In this real life example you can see how a decision, based solely on opportunity,  would have literally killed a thriving small business.   I was very happy and extremely profitable working military contracts, gyms and our growing online  consumer business.  Making this move would have been like stepping in front of a freight train.

In fact, for Under Armour that’s exactly what happened and this underscores why mutual exclusivity is so important.  Under Armour incurred over $120MM in revenue losses and 40% hit on their stock price when Sports Authority declared bankruptcy.  Can you imagine what would happen to a small business under those circumstances?  You can almost hear the train whistles just thinking about it!

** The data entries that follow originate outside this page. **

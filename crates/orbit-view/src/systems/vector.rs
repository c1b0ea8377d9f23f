//! Lyon-based flattening of draw-list shapes into polylines.
//!
//! For hosts whose drawing API has lines but no arcs or circles (or that
//! feed a line renderer on the GPU). Arcs follow SVG endpoint rules, so an
//! undersized radius is grown to span the chord.
//!
//! ```ignore
//! let smile = flatten_shape(&cmd.shape, 0.1);
//! painter.polyline(&smile.points, smile.closed);
//! ```

use glam::DVec2;
use lyon::geom::ArcFlags;
use lyon::math::{point, vector, Angle, Point};
use lyon::path::builder::SvgPathBuilder;
use lyon::path::iterator::PathIterator;
use lyon::path::{Path, PathEvent, Winding};

use crate::components::shape::{Shape, SweepDirection};

/// Flattened outline of a single shape.
#[derive(Debug, Clone, Default, PartialEq)]
pub struct Polyline {
    pub points: Vec<DVec2>,
    /// The last point connects back to the first.
    pub closed: bool,
}

fn to_lyon(p: DVec2) -> Point {
    point(p.x as f32, p.y as f32)
}

fn from_lyon(p: Point) -> DVec2 {
    DVec2::new(p.x as f64, p.y as f64)
}

/// Flatten an SVG-style arc with equal radii into line segments no further
/// than `tolerance` from the true curve.
///
/// A zero radius gives the straight segment `[from, to]`; coincident
/// endpoints give the single point `[from]`.
pub fn flatten_arc(
    from: DVec2,
    to: DVec2,
    radius: f64,
    large_arc: bool,
    sweep: SweepDirection,
    tolerance: f32,
) -> Polyline {
    if from == to {
        return Polyline {
            points: vec![from],
            closed: false,
        };
    }
    if radius == 0.0 {
        return Polyline {
            points: vec![from, to],
            closed: false,
        };
    }

    let mut builder = Path::builder().with_svg();
    builder.move_to(to_lyon(from));
    builder.arc_to(
        vector(radius as f32, radius as f32),
        Angle::radians(0.0),
        ArcFlags {
            large_arc,
            sweep: sweep == SweepDirection::Clockwise,
        },
        to_lyon(to),
    );
    let path = builder.build();
    collect(&path, tolerance)
}

/// Flatten any [`Shape`] into a polyline.
pub fn flatten_shape(shape: &Shape, tolerance: f32) -> Polyline {
    match *shape {
        Shape::Line { from, to } => Polyline {
            points: vec![from, to],
            closed: false,
        },
        Shape::Rect { origin, size } => Polyline {
            points: vec![
                origin,
                origin + DVec2::new(size.x, 0.0),
                origin + size,
                origin + DVec2::new(0.0, size.y),
            ],
            closed: true,
        },
        Shape::Circle { center, radius } => {
            if radius <= 0.0 {
                return Polyline::default();
            }
            let mut builder = Path::builder();
            builder.add_circle(to_lyon(center), radius as f32, Winding::Positive);
            collect(&builder.build(), tolerance)
        }
        Shape::Arc {
            from,
            to,
            radius,
            large_arc,
            sweep,
        } => flatten_arc(from, to, radius, large_arc, sweep, tolerance),
    }
}

fn collect(path: &Path, tolerance: f32) -> Polyline {
    let mut out = Polyline::default();
    for event in path.iter().flattened(tolerance) {
        match event {
            PathEvent::Begin { at } => out.points.push(from_lyon(at)),
            PathEvent::Line { to, .. } => out.points.push(from_lyon(to)),
            PathEvent::End { close, .. } => out.closed |= close,
            _ => {}
        }
    }
    out
}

My point is that as a VBO entrepreneur, I understood the risk/reward factors involved. I followed my plan.   I had been proactive in defining my business, my brand and had created an organization devoted to providing high level customer service to my target audience.  Most of all, I had first identified my personal and professional outcomes and had articulated my reasons for being in business.  This VBO foundation was adjusted many times along the way, but served as my baseline for 15 years.  Not bad, eh?